Is destigmatizing psychedelic drugs…far out? On the one hand, this biopharma company is looking at a pretty substantial IPO for using psychedelics to treat mental health disorders. On the other hand, a Silicon Valley CEO was just fired for microdosing at work. Will Peter Thiel be the one to normalize (and commercialize) psychedelics?
The oat milk war rages on. This is our third week in a row covering it!
🏆 REPUTATION FAIL OF THE WEEK: Rachel Hollis
Lifestyle author Rachel Hollis, known for her book Girl, Wash Your Face, is facing backlash this month after posting a fairly tone-deaf video where she said, “Literally everything I do in my life is to live a life that most people can’t relate to. Most people won’t work as hard. Most people won’t get up at 4 am… Literally, every woman I admire in history was unrelatable,” topping it off with a caption referring to Harriet Tubman, Oprah Winfrey, and others. Her video seemed to convey the message that people that work hard should have enough money to afford a housekeeper - ignoring the fact that so-called “low-skilled workers” like her housekeeper are likely working just as hard, if not more so, to earn their living. But Hollis didn’t stop there - when prominent black women like Rachel Cargle, Austin Channing Brown, and Luvvie Ajayi commented on the post to offer their critiques, their comments were deleted.
When she finally offered a notes app “apology” post a few days later, she took the time to write “I listened to my team instead of my gut,” passing the buck onto her staff. Our comms takeaway? When there’s a real mishap, taking the blame at the top is the right thing to do and shows a level of integrity that can help mitigate some of the blowback.
💡ON OUR MINDS
It’s official: The CDC says if you’re fully vaccinated and enjoying a pleasant outdoor stroll, masks aren’t necessary.
This idea isn’t new: many experts have called for an end to overzealous mask mandates and other forms of “hygiene theater” when it’s been known that outdoor exposure risk for coronavirus is extremely low.

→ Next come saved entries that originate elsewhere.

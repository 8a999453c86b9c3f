//! Final structural fix-up after a substitution.

use crate::xml::{Kind, Names, NodeId, XmlTree};

/// Wrap every run that sits directly in `w:body` in a new paragraph.
pub fn wrap_body_runs(tree: &XmlTree, names: &Names) -> XmlTree {
    let mut out = XmlTree::new();
    let root = rebuild(tree, names, tree.root(), &mut out);
    out.set_root(root);
    out
}

fn rebuild(src: &XmlTree, names: &Names, id: NodeId, out: &mut XmlTree) -> NodeId {
    let kind = src.kind(id, names);
    if kind == Kind::CharData {
        return out.import(src, id);
    }

    let copy = out.copy_element(src, id);
    let mut children = Vec::with_capacity(src.children(id).len());
    for &child in src.children(id) {
        let rebuilt = rebuild(src, names, child, out);
        if kind == Kind::Body && src.kind(child, names) == Kind::Run {
            let p = out.alloc_element(src.qname(names.p), Vec::new());
            out.append_child(p, rebuilt);
            children.push(p);
        } else {
            children.push(rebuilt);
        }
    }
    out.set_children(copy, children);
    copy
}
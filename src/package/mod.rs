//! OPC package access: the zip container of a `.docx`.
//!
//! Every entry is read into memory on open and written back in the original
//! order on save. Parts are addressed by their zip entry name, without the
//! leading slash used inside relationship and content-type markup.
//!
//! # Example
//!
//! ```no_run
//! use docx_bookmarks::Package;
//!
//! let mut package = Package::open("template.docx")?;
//! let main = package.main_document_part()?;
//! let tree = package.part_xml(&main)?;
//! package.put_part_xml(&main, &tree)?;
//! package.save("copy.docx")?;
//! # Ok::<(), docx_bookmarks::Error>(())
//! ```

pub mod content_types;
pub mod relationships;

use std::io::{Cursor, Read, Seek, Write};
use std::path::Path;

use zip::write::SimpleFileOptions;
use zip::{CompressionMethod, ZipArchive, ZipWriter};

use crate::error::{Error, Result};
use crate::xml::XmlTree;

pub use relationships::Relationship;

/// Fallback location of the main document part.
const DEFAULT_MAIN_PART: &str = "word/document.xml";
const XHTML_CONTENT_TYPE: &str = "application/xhtml+xml";

#[derive(Debug, Clone)]
struct Entry {
    name: String,
    data: Vec<u8>,
}

/// An in-memory `.docx` package.
#[derive(Debug, Clone, Default)]
pub struct Package {
    entries: Vec<Entry>,
}

impl Package {
    /// Read a package from disk.
    pub fn open<P: AsRef<Path>>(path: P) -> Result<Self> {
        let file = std::fs::File::open(path)?;
        Self::from_reader(file)
    }

    /// Read a package from bytes.
    pub fn from_bytes(bytes: &[u8]) -> Result<Self> {
        Self::from_reader(Cursor::new(bytes))
    }

    /// Read a package from any [`Read`] + [`Seek`] source.
    pub fn from_reader<R: Read + Seek>(reader: R) -> Result<Self> {
        let mut archive = ZipArchive::new(reader)?;
        let mut entries = Vec::with_capacity(archive.len());
        for i in 0..archive.len() {
            let mut file = archive.by_index(i)?;
            if file.is_dir() {
                continue;
            }
            let mut data = Vec::with_capacity(file.size() as usize);
            file.read_to_end(&mut data)?;
            entries.push(Entry {
                name: file.name().to_string(),
                data,
            });
        }
        Ok(Self { entries })
    }

    /// Names of all parts, in archive order.
    pub fn part_names(&self) -> impl Iterator<Item = &str> {
        self.entries.iter().map(|e| e.name.as_str())
    }

    fn find(&self, name: &str) -> Option<usize> {
        let name = name.trim_start_matches('/');
        self.entries
            .iter()
            .position(|e| e.name == name)
            .or_else(|| {
                // Part names are case-insensitive in OPC.
                self.entries
                    .iter()
                    .position(|e| e.name.eq_ignore_ascii_case(name))
            })
    }

    pub fn has_part(&self, name: &str) -> bool {
        self.find(name).is_some()
    }

    /// Raw bytes of a part.
    pub fn part(&self, name: &str) -> Option<&[u8]> {
        self.find(name).map(|i| self.entries[i].data.as_slice())
    }

    /// Replace a part's bytes, or append a new part.
    pub fn set_part(&mut self, name: &str, data: Vec<u8>) {
        match self.find(name) {
            Some(i) => self.entries[i].data = data,
            None => self.entries.push(Entry {
                name: name.trim_start_matches('/').to_string(),
                data,
            }),
        }
    }

    /// Parse a part as XML.
    pub fn part_xml(&self, name: &str) -> Result<XmlTree> {
        let data = self
            .part(name)
            .ok_or_else(|| Error::MissingPart(name.to_string()))?;
        XmlTree::parse(data)
    }

    /// Serialize `tree` into a part.
    pub fn put_part_xml(&mut self, name: &str, tree: &XmlTree) -> Result<()> {
        let data = tree.to_xml()?;
        self.set_part(name, data);
        Ok(())
    }

    /// Name of the main document part.
    pub fn main_document_part(&self) -> Result<String> {
        let from_rels = self
            .relationships("")?
            .iter()
            .find(|rel| rel.is(relationships::OFFICE_DOCUMENT))
            .and_then(|rel| rel.target_part(""))
            .filter(|part| self.has_part(part));
        match from_rels {
            Some(part) => Ok(part),
            None if self.has_part(DEFAULT_MAIN_PART) => Ok(DEFAULT_MAIN_PART.to_string()),
            None => Err(Error::MissingPart(DEFAULT_MAIN_PART.to_string())),
        }
    }

    /// Relationships whose source is `source` (`""` for the package).
    pub fn relationships(&self, source: &str) -> Result<Vec<Relationship>> {
        let rels_part = relationships::rels_part_name(source);
        if !self.has_part(&rels_part) {
            return Ok(Vec::new());
        }
        Ok(relationships::parse(&self.part_xml(&rels_part)?))
    }

    /// Parts that `source` refers to with relationship type `rel_type`.
    pub fn related_parts(&self, source: &str, rel_type: &str) -> Result<Vec<String>> {
        Ok(self
            .relationships(source)?
            .iter()
            .filter(|rel| rel.is(rel_type))
            .filter_map(|rel| rel.target_part(source))
            .filter(|part| self.has_part(part))
            .collect())
    }

    /// Add a relationship from `source`; the id must not be in use yet.
    pub fn add_relationship(&mut self, source: &str, rel: &Relationship) -> Result<()> {
        let rels_part = relationships::rels_part_name(source);
        let mut tree = if self.has_part(&rels_part) {
            self.part_xml(&rels_part)?
        } else {
            relationships::empty()?
        };
        if relationships::parse(&tree).iter().any(|r| r.id == rel.id) {
            return Err(Error::DuplicateRelationship(rel.id.clone()));
        }
        relationships::append(&mut tree, rel);
        self.put_part_xml(&rels_part, &tree)
    }

    /// Add an XHTML alternative-format import part next to `source`, related
    /// to it under relationship id `id`. Returns the new part's name.
    pub fn add_alternative_format_part(
        &mut self,
        source: &str,
        id: &str,
        content: &[u8],
    ) -> Result<String> {
        if self.relationships(source)?.iter().any(|r| r.id == id) {
            return Err(Error::DuplicateRelationship(id.to_string()));
        }

        let dir = source.rsplit_once('/').map_or("", |(dir, _)| dir);
        let part = (1..)
            .map(|n| match dir {
                "" => format!("afchunk{n}.xhtml"),
                dir => format!("{dir}/afchunk{n}.xhtml"),
            })
            .find(|name| !self.has_part(name))
            .unwrap_or_default();

        let mut types = self.part_xml(content_types::PART_NAME)?;
        content_types::set_override(&mut types, &part, XHTML_CONTENT_TYPE);
        self.put_part_xml(content_types::PART_NAME, &types)?;

        self.set_part(&part, content.to_vec());
        self.add_relationship(
            source,
            &Relationship {
                id: id.to_string(),
                rel_type: relationships::AF_CHUNK.to_string(),
                target: relationships::relative_target(source, &part),
                external: false,
            },
        )?;
        Ok(part)
    }

    /// Write the package to disk.
    pub fn save<P: AsRef<Path>>(&self, path: P) -> Result<()> {
        let file = std::fs::File::create(path)?;
        self.write_to(file)
    }

    /// Serialize the package to bytes.
    pub fn to_bytes(&self) -> Result<Vec<u8>> {
        let mut cursor = Cursor::new(Vec::new());
        self.write_to(&mut cursor)?;
        Ok(cursor.into_inner())
    }

    /// Write the package to any [`Write`] + [`Seek`] destination.
    pub fn write_to<W: Write + Seek>(&self, writer: W) -> Result<()> {
        let mut zip = ZipWriter::new(writer);
        let options = SimpleFileOptions::default().compression_method(CompressionMethod::Deflated);
        for entry in &self.entries {
            zip.start_file(entry.name.as_str(), options)?;
            zip.write_all(&entry.data)?;
        }
        zip.finish()?;
        Ok(())
    }
}
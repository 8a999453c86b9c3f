//! quick-xml event stream to [`XmlTree`].

use encoding_rs::Encoding;
use quick_xml::Reader;
use quick_xml::events::{BytesStart, Event};

use super::names::{XML, XMLNS};
use super::{Attribute, NodeData, NodeId, QName, XmlTree};
use crate::error::{Error, Result};

/// Decode part bytes. UTF-8 is the norm; UTF-16 parts carry a BOM.
pub(super) fn parse_bytes(bytes: &[u8]) -> Result<XmlTree> {
    match Encoding::for_bom(bytes) {
        Some((encoding, bom_len)) => {
            let (content, malformed) = encoding.decode_without_bom_handling(&bytes[bom_len..]);
            if malformed {
                return Err(Error::MalformedXml(format!(
                    "invalid {} byte sequence",
                    encoding.name()
                )));
            }
            parse_str(&content)
        }
        None => parse_str(utf8(bytes)?),
    }
}

pub(super) fn parse_str(content: &str) -> Result<XmlTree> {
    let mut reader = Reader::from_str(content);

    let mut tree = XmlTree::new();
    let mut root: Option<NodeId> = None;
    let mut open: Vec<NodeId> = Vec::new();
    let mut scopes = Scopes::default();

    loop {
        match reader.read_event()? {
            Event::Start(e) => {
                let id = open_element(&mut tree, &mut scopes, &e)?;
                attach(&mut tree, &open, &mut root, id)?;
                open.push(id);
            }
            Event::Empty(e) => {
                let id = open_element(&mut tree, &mut scopes, &e)?;
                attach(&mut tree, &open, &mut root, id)?;
                scopes.pop();
            }
            Event::End(_) => {
                let id = open
                    .pop()
                    .ok_or_else(|| Error::MalformedXml("unbalanced end tag".to_string()))?;
                scopes.pop();
                drop_formatting_whitespace(&mut tree, id);
            }
            Event::Text(e) => push_text(&mut tree, &open, utf8(e.as_ref())?),
            Event::CData(e) => push_text(&mut tree, &open, utf8(e.as_ref())?),
            Event::GeneralRef(e) => {
                let entity = utf8(e.as_ref())?;
                let resolved = resolve_entity(entity)
                    .ok_or_else(|| Error::MalformedXml(format!("unknown entity &{entity};")))?;
                push_text(&mut tree, &open, &resolved);
            }
            Event::Comment(e) => {
                if let Some(&parent) = open.last() {
                    let comment = tree.alloc_comment(utf8(e.as_ref())?);
                    tree.append_child(parent, comment);
                }
            }
            Event::Eof => break,
            _ => {}
        }
    }

    if !open.is_empty() {
        return Err(Error::MalformedXml("unclosed element".to_string()));
    }
    let root = root.ok_or_else(|| Error::MalformedXml("no root element".to_string()))?;
    tree.set_root(root);
    Ok(tree)
}

fn utf8(bytes: &[u8]) -> Result<&str> {
    std::str::from_utf8(bytes).map_err(|e| Error::MalformedXml(e.to_string()))
}

fn open_element(tree: &mut XmlTree, scopes: &mut Scopes, e: &BytesStart<'_>) -> Result<NodeId> {
    let mut raw_attrs = Vec::new();
    let mut declarations = Vec::new();
    for attr in e.attributes() {
        let attr = attr.map_err(|err| Error::MalformedXml(err.to_string()))?;
        let key = utf8(attr.key.as_ref())?.to_string();
        let value = quick_xml::escape::unescape(utf8(&attr.value)?)
            .map_err(|err| Error::MalformedXml(err.to_string()))?
            .into_owned();
        if key == "xmlns" {
            declarations.push((String::new(), value.clone()));
        } else if let Some(prefix) = key.strip_prefix("xmlns:") {
            declarations.push((prefix.to_string(), value.clone()));
        }
        raw_attrs.push((key, value));
    }
    scopes.push(declarations);

    let raw_name = e.name();
    let (prefix, local) = split_name(utf8(raw_name.as_ref())?);
    let name = QName::new(scopes.resolve(prefix.unwrap_or("")), prefix, local);

    let attrs = raw_attrs
        .into_iter()
        .map(|(key, value)| {
            let (prefix, local) = split_name(&key);
            let ns = match prefix {
                None if local == "xmlns" => Some(XMLNS),
                Some("xmlns") => Some(XMLNS),
                Some(p) => scopes.resolve(p),
                // Unprefixed attributes are in no namespace.
                None => None,
            };
            Attribute::new(QName::new(ns, prefix, local), value)
        })
        .collect();

    Ok(tree.alloc_element(name, attrs))
}

fn attach(tree: &mut XmlTree, open: &[NodeId], root: &mut Option<NodeId>, id: NodeId) -> Result<()> {
    match open.last() {
        Some(&parent) => tree.append_child(parent, id),
        None if root.is_none() => *root = Some(id),
        None => return Err(Error::MalformedXml("multiple root elements".to_string())),
    }
    Ok(())
}

/// Append text to the open element, merging with a preceding text node.
fn push_text(tree: &mut XmlTree, open: &[NodeId], text: &str) {
    let Some(&parent) = open.last() else {
        return;
    };
    let last = tree.children(parent).last().copied();
    if let Some(last) = last
        && let NodeData::Text(existing) = &mut tree.nodes[last.index()].data
    {
        existing.push_str(text);
        return;
    }
    let id = tree.alloc_text(text);
    tree.append_child(parent, id);
}

/// Whitespace-only text between element children is indentation, not content.
fn drop_formatting_whitespace(tree: &mut XmlTree, id: NodeId) {
    let children = tree.children(id);
    if !children.iter().any(|&c| tree.name(c).is_some()) {
        return;
    }
    let kept: Vec<NodeId> = children
        .iter()
        .copied()
        .filter(|&c| tree.text(c).is_none_or(|t| !t.trim().is_empty()))
        .collect();
    if kept.len() != tree.children(id).len() {
        tree.set_children(id, kept);
    }
}

fn split_name(raw: &str) -> (Option<&str>, &str) {
    match raw.split_once(':') {
        Some((prefix, local)) => (Some(prefix), local),
        None => (None, raw),
    }
}

/// Resolve XML entity references.
fn resolve_entity(entity: &str) -> Option<String> {
    match entity {
        "apos" => return Some("'".to_string()),
        "quot" => return Some("\"".to_string()),
        "lt" => return Some("<".to_string()),
        "gt" => return Some(">".to_string()),
        "amp" => return Some("&".to_string()),
        _ => {}
    }

    let code = if let Some(hex) = entity.strip_prefix("#x") {
        u32::from_str_radix(hex, 16).ok()?
    } else {
        entity.strip_prefix('#')?.parse::<u32>().ok()?
    };
    char::from_u32(code).map(|c| c.to_string())
}

/// Stack of in-scope namespace declarations.
#[derive(Default)]
struct Scopes {
    frames: Vec<Vec<(String, String)>>,
}

impl Scopes {
    fn push(&mut self, declarations: Vec<(String, String)>) {
        self.frames.push(declarations);
    }

    fn pop(&mut self) {
        self.frames.pop();
    }

    /// Namespace bound to `prefix`; the empty prefix is the default namespace.
    fn resolve(&self, prefix: &str) -> Option<&str> {
        if prefix == "xml" {
            return Some(XML);
        }
        self.frames
            .iter()
            .rev()
            .flat_map(|frame| frame.iter())
            .find(|(p, _)| p == prefix)
            .map(|(_, uri)| uri.as_str())
            .filter(|uri| !uri.is_empty())
    }
}

#[cfg(test)]
mod tests {
    use super::*;
    use crate::xml::names::W;

    #[test]
    fn test_resolves_prefixes_and_default_namespace() {
        let tree = XmlTree::parse_str(
            r#"<root xmlns="urn:a" xmlns:w="http://schemas.openxmlformats.org/wordprocessingml/2006/main"><w:p w:rsidR="00A1" plain="1"/><child/></root>"#,
        )
        .unwrap();
        let root = tree.root();
        assert_eq!(tree.name(root).unwrap().ns.as_deref(), Some("urn:a"));

        let p = tree.children(root)[0];
        let p_name = tree.name(p).unwrap();
        assert_eq!(p_name.ns.as_deref(), Some(W));
        assert_eq!(p_name.prefix.as_deref(), Some("w"));

        let attrs = tree.attrs(p);
        assert_eq!(attrs[0].name.ns.as_deref(), Some(W));
        assert_eq!(attrs[1].name.ns, None);

        let child = tree.children(root)[1];
        assert_eq!(tree.name(child).unwrap().ns.as_deref(), Some("urn:a"));
    }

    #[test]
    fn test_inner_declaration_shadows_outer() {
        let tree = XmlTree::parse_str(r#"<a:x xmlns:a="urn:1"><a:y xmlns:a="urn:2"/><a:z/></a:x>"#)
            .unwrap();
        let root = tree.root();
        let y = tree.children(root)[0];
        let z = tree.children(root)[1];
        assert_eq!(tree.name(y).unwrap().ns.as_deref(), Some("urn:2"));
        assert_eq!(tree.name(z).unwrap().ns.as_deref(), Some("urn:1"));
    }

    #[test]
    fn test_entities_merge_into_one_text_node() {
        let tree = XmlTree::parse_str("<t>a &amp; b &lt;c&gt; &#65;&#x42;</t>").unwrap();
        let root = tree.root();
        assert_eq!(tree.children(root).len(), 1);
        assert_eq!(tree.text_content(root), "a & b <c> AB");
    }

    #[test]
    fn test_attribute_values_are_unescaped() {
        let tree = XmlTree::parse_str(r#"<a name="x &amp; &quot;y&quot;"/>"#).unwrap();
        assert_eq!(tree.plain_attr(tree.root(), "name"), Some("x & \"y\""));
    }

    #[test]
    fn test_formatting_whitespace_is_dropped() {
        let tree = XmlTree::parse_str("<a>\n  <b> kept </b>\n  <c/>\n</a>").unwrap();
        let root = tree.root();
        assert_eq!(tree.children(root).len(), 2);
        let b = tree.children(root)[0];
        assert_eq!(tree.text_content(b), " kept ");
    }

    #[test]
    fn test_cdata_becomes_text() {
        let tree = XmlTree::parse_str("<a><![CDATA[<html>x</html>]]></a>").unwrap();
        assert_eq!(tree.text_content(tree.root()), "<html>x</html>");
    }

    #[test]
    fn test_utf16_part_is_decoded() {
        let xml = "<a>é</a>";
        let mut bytes = vec![0xFF, 0xFE];
        for unit in xml.encode_utf16() {
            bytes.extend_from_slice(&unit.to_le_bytes());
        }
        let tree = XmlTree::parse(&bytes).unwrap();
        assert_eq!(tree.text_content(tree.root()), "é");
    }

    #[test]
    fn test_rejects_unclosed_and_empty_documents() {
        assert!(XmlTree::parse_str("<a><b></b>").is_err());
        assert!(XmlTree::parse_str("").is_err());
    }
}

It’s no secret that masks have been a form of virtue signaling in the past year, a way to show your neighbors that you’re paying attention and doing the “right” thing - even if that thing isn’t particularly useful.
Looking back a year ago, when findings from a draft (aka, not yet final or peer-reviewed!) research study were published on Medium, people panicked about the safety of running maskless in pandemic times, worried that risk of contracting the virus would be even higher. Those findings have since been clarified and, for the most part, debunked.
On the other hand, some critics worry that the updated CDC guidance makes it easier for anti-vaxxers to go maskless or confusing for people who now aren’t sure when they should or shouldn’t wear a mask - putting the public at risk.
NOSTALGIA FOR THE NOID
We all remember the beloved 80’s Domino’s trickster mascot, the Noid, right? And by “we all,” we actually mean only the only one of the HL team whose childhood stretches back into the 1980s. Everyone else had to google it.
To save you a few clicks, The Noid is Domino’s bunny-eared antihero mascot destined to try and interrupt the pizza chain’s 30 minutes or less delivery promise. The Noid did everything he could to thwart delivery drivers, from downed power lines to blowing up potholes.
But he’s back! In an unexpected retro-meets-the-future move, Domino’s is reincarnating the Noid so he can try to compete with the new kind of delivery driver—Nuro, a fully autonomous robot vehicle.